Monday, September 10, 2012

Keeping Up With the Marians

Professional Lesson of the Day: In Librarianship, we don't try to keep up with the Joneses. We try to keep up with the Marians--as in, Marian the Librarian.

During the summer of 2004, right before I moved away to the Midwest and grad school and real life, I was working for an accountant. Part of my job consisted of digitally scanning and archiving files, and that required a certain amount of waiting as the computer and copier and network did their things. While I waited, I would sit at my desk, which faced a blank white wall, and I would imagine my future life in Indiana, in grad school. And beyond that...well, my imagination hit a brick wall. Or, more accurately, my imagination hit a blank white wall.
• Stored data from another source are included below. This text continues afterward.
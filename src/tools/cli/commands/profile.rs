use std::fs;
use std::path::Path;

use anyhow::Result;

use crate::params::{ParameterStore, cell_aggregates};
use crate::platform::config::AppConfig;
use crate::profile::descriptor;
use crate::profile::presets::Card;
use crate::profile::resolver::resolve_catalogue;
use crate::shared::error::ScanError;
use crate::tools::cli::state::CliContext;

/// Profile-metadata mode: resolve the catalogue and emit the document to
/// a file or to stdout.
pub fn execute(
    ctx: &CliContext,
    config: &AppConfig,
    store: &ParameterStore,
    card: Option<Card>,
    version: Option<&str>,
    output: Option<&Path>,
) -> Result<()> {
    let logger = ctx.logger();

    let cells = cell_aggregates(store);
    let resolved = resolve_catalogue(store, &cells);
    let document = descriptor::render(&resolved, card, version);

    match output {
        Some(requested) => {
            let path = config.resolve_output(requested);
            fs::write(&path, &document).map_err(|source| ScanError::WriteFailure {
                path: path.clone(),
                source,
            })?;
            logger.success(format!("Profile metadata saved to {}", path.display()));
        }
        None => println!("{}", document),
    }

    Ok(())
}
My future beyond the pleasures and adventures of grad school seemed not uncertain, as such. But more like empty and insignificant and unremarkable. Just a blank white wall.

Eight years later, and I'm well into that blank wall. I wish I could say that I am scaling that wall, but I'm not. I feel like I have become the wall.
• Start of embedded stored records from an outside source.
use std::collections::BTreeMap;

use chrono::NaiveDate;
use log::debug;
use serde::Deserialize;
use serde_json::{Map, Value};

use crate::error::InterventionError;
use crate::interaction::InteractionCoefficients;
use crate::policy::{parse_parameters, required_window, ActivationRecord, Policy, PolicyVariant};

/// Scales interaction coefficients while in force: `beta = beta * factor` for each configured
/// interaction type. The scaled-over values are restored exactly afterwards.
#[derive(Clone, Debug, Default, PartialEq)]
pub struct SocialDistancing {
    beta_factors: BTreeMap<String, f64>,
    activation: Option<ActivationRecord<BTreeMap<String, f64>>>,
}

#[derive(Deserialize)]
#[serde(deny_unknown_fields)]
struct SocialDistancingParameters {
    #[serde(default, deserialize_with = "crate::policy::present_value")]
    start_time: Option<Value>,
    #[serde(default, deserialize_with = "crate::policy::present_value")]
    end_time: Option<Value>,
    #[serde(default)]
    beta_factors: BTreeMap<String, f64>,
}

impl SocialDistancing {
    #[must_use]
    pub fn new(beta_factors: BTreeMap<String, f64>) -> SocialDistancing {
        SocialDistancing {
            beta_factors,
            activation: None,
        }
    }

    pub fn from_parameters(parameters: &Map<String, Value>) -> Result<Policy, InterventionError> {
        let parameters: SocialDistancingParameters = parse_parameters(parameters)?;
        let window = required_window(
            PolicyVariant::SocialDistancing,
            parameters.start_time.as_ref(),
            parameters.end_time.as_ref(),
        )?;
        Ok(Policy::new(window, SocialDistancing::new(parameters.beta_factors)))
    }

    #[must_use]
    pub fn beta_factors(&self) -> &BTreeMap<String, f64> {
        &self.beta_factors
    }

    /// The coefficients as they were before activation; `None` unless currently applied.
    #[must_use]
    pub fn original_betas(&self) -> Option<&BTreeMap<String, f64>> {
        self.activation.as_ref().map(|record| &record.original)
    }

    #[must_use]
    pub fn is_applied(&self) -> bool {
        self.activation.is_some()
    }

    fn check_known_types<I: InteractionCoefficients + ?Sized>(
        &self,
        interaction: &I,
        action: &str,
    ) -> Result<(), InterventionError> {
        match self
            .beta_factors
            .keys()
            .find(|interaction_type| interaction.beta(interaction_type).is_none())
        {
            Some(unknown) => Err(InterventionError::PolicyError(format!(
                "trying to {action} the beta of unknown interaction type `{unknown}`"
            ))),
            None => Ok(()),
        }
    }

    /// Records the current coefficient of every configured type, then scales it. Nothing is
    /// changed if any configured type is unknown to `interaction`.
    pub(crate) fn activate<I: InteractionCoefficients + ?Sized>(
        &mut self,
        date: NaiveDate,
        interaction: &mut I,
    ) -> Result<(), InterventionError> {
        self.check_known_types(interaction, "change")?;
        let mut original = BTreeMap::new();
        for (interaction_type, factor) in &self.beta_factors {
            if let Some(beta) = interaction.beta(interaction_type) {
                original.insert(interaction_type.clone(), beta);
                interaction.set_beta(interaction_type, beta * factor);
                debug!(
                    "social_distancing: {interaction_type} beta {beta} -> {}",
                    beta * factor
                );
            }
        }
        self.activation = Some(ActivationRecord {
            activated_on: date,
            original,
        });
        Ok(())
    }

    /// Clears the record and returns the coefficients it held. The record is kept if any
    /// configured type is unknown to `interaction`.
    pub(crate) fn deactivate<I: InteractionCoefficients + ?Sized>(
        &mut self,
        interaction: &I,
    ) -> Result<BTreeMap<String, f64>, InterventionError> {
        if self.activation.is_none() {
            return Ok(BTreeMap::new());
        }
        self.check_known_types(interaction, "restore")?;
        Ok(self
            .activation
            .take()
            .map(|record| record.original)
            .unwrap_or_default())
    }

    /// Takes `beta` over as the value to restore for `interaction_type`, when an earlier
    /// policy that scaled the same type ends first. Returns what the coefficient should now
    /// read, or `None` if this policy does not hold `interaction_type`.
    pub(crate) fn hand_down(&mut self, interaction_type: &str, beta: f64) -> Option<f64> {
        let original = self
            .activation
            .as_mut()?
            .original
            .get_mut(interaction_type)?;
        *original = beta;
        let factor = self.beta_factors.get(interaction_type)?;
        Some(beta * factor)
    }

    /// Writes the recorded coefficients back and clears the record. [`Policies`] restores
    /// overlapping policies on the same type through each other instead.
    ///
    /// [`Policies`]: crate::Policies
    pub fn restore<I: InteractionCoefficients + ?Sized>(
        &mut self,
        interaction: &mut I,
    ) -> Result<(), InterventionError> {
        for (interaction_type, beta) in self.deactivate(interaction)? {
            debug!("social_distancing: {interaction_type} beta restored to {beta}");
            interaction.set_beta(&interaction_type, beta);
        }
        Ok(())
    }
}

#[cfg(test)]
mod tests {
    use super::*;
    use assert_approx_eq::assert_approx_eq;
    use serde_json::json;
    use std::collections::HashMap;

    fn date(d: u32) -> NaiveDate {
        NaiveDate::from_ymd_opt(2020, 3, d).unwrap()
    }

    fn betas() -> HashMap<String, f64> {
        HashMap::from([
            ("household".to_string(), 2.0),
            ("school".to_string(), 0.3),
            ("pub".to_string(), 0.1),
        ])
    }

    #[test]
    fn activate_scales_and_records() {
        let mut interaction = betas();
        let mut policy = SocialDistancing::new(BTreeMap::from([
            ("household".to_string(), 0.5),
            ("pub".to_string(), 0.2),
        ]));
        assert!(policy.original_betas().is_none());

        policy.activate(date(10), &mut interaction).unwrap();
        assert!(policy.is_applied());
        assert_approx_eq!(interaction["household"], 1.0);
        assert_approx_eq!(interaction["pub"], 0.02);
        assert_approx_eq!(interaction["school"], 0.3);
        assert_eq!(
            policy.original_betas(),
            Some(&BTreeMap::from([
                ("household".to_string(), 2.0),
                ("pub".to_string(), 0.1),
            ]))
        );

        policy.restore(&mut interaction).unwrap();
        assert!(!policy.is_applied());
        assert_eq!(interaction, betas());
    }

    #[test]
    fn restore_is_exact_for_awkward_factors() {
        let mut interaction = HashMap::from([("household".to_string(), 0.1 + 0.2)]);
        let mut policy =
            SocialDistancing::new(BTreeMap::from([("household".to_string(), 1.0 / 3.0)]));
        policy.activate(date(1), &mut interaction).unwrap();
        policy.restore(&mut interaction).unwrap();
        assert_eq!(interaction["household"], 0.1 + 0.2);
    }

    #[test]
    fn unknown_interaction_type_is_an_error_before_any_change() {
        let mut interaction = betas();
        let mut policy = SocialDistancing::new(BTreeMap::from([
            ("household".to_string(), 0.5),
            ("stadium".to_string(), 0.5),
        ]));
        let error = policy.activate(date(10), &mut interaction).unwrap_err();
        assert!(error.is_policy_error());
        assert_eq!(interaction, betas());
        assert!(!policy.is_applied());
    }

    #[test]
    fn restore_without_activation_is_a_no_op() {
        let mut interaction = betas();
        let mut policy = SocialDistancing::new(BTreeMap::from([("household".to_string(), 0.5)]));
        policy.restore(&mut interaction).unwrap();
        assert_eq!(interaction, betas());
    }

    #[test]
    fn parse_social_distancing() {
        let parameters = json!({
            "start_time": "2020-03-10",
            "end_time": "2020-03-20",
            "beta_factors": {"household": 0.5, "school": 0.8},
        });
        let policy = SocialDistancing::from_parameters(parameters.as_object().unwrap()).unwrap();
        assert_eq!(policy.spec(), "social_distancing");
        assert_eq!(policy.start_time(), date(10));
        assert_eq!(
            policy.as_social_distancing().unwrap().beta_factors(),
            &BTreeMap::from([("household".to_string(), 0.5), ("school".to_string(), 0.8)])
        );

        let parameters = json!({"start_time": "2020-03-10", "end_time": "2020-03-20",
                                "beta_factors": {"household": "half"}});
        assert!(SocialDistancing::from_parameters(parameters.as_object().unwrap())
            .unwrap_err()
            .is_configuration_error());
    }
}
Oddly, this isn't usually a bad thing. My life is more full and rewarding than I had ever imagined it could be. I help people, I try to make people laugh, on a good day, I share books and optimism and hard work all around.

But recently, I've begun to look beyond my wall and the immediate vicinity. One of my colleagues is pursuing his second Master's in Computer Science. Another of my colleagues relentlessly pursues professional development opportunities, and I just found out today that she's publishing a book of professional development.And then of course, there's Ezz and the Sooz and Abby, back East, who just go from strength to strength. And I wonder, should I be doing that? Publishing, sitting on committees, writing reviews, becoming a supervisor, getting another degree?

I brought this up to one of my colleagues today at lunch, over an incredibly healthy meal of bacon cheeseburgers. She and I discussed all sorts of possibilities: learning conversational Spanish, getting a A.S. degree in Computer Networking, getting a certification in Proofreading/Editing, or even sitting for the LSAT, just to see if I could do it. Each sentence we came up with was something along the lines of "I should do..."

It's all in that word, "should." It provides an infinite number of implied expectations, guilts, and burdens. Should versus want. Do I genuinely, truly want to do any of these things? Or do I simply feel like I should, because I need to keep up with the Marians?

I can't do anything until I figure that out.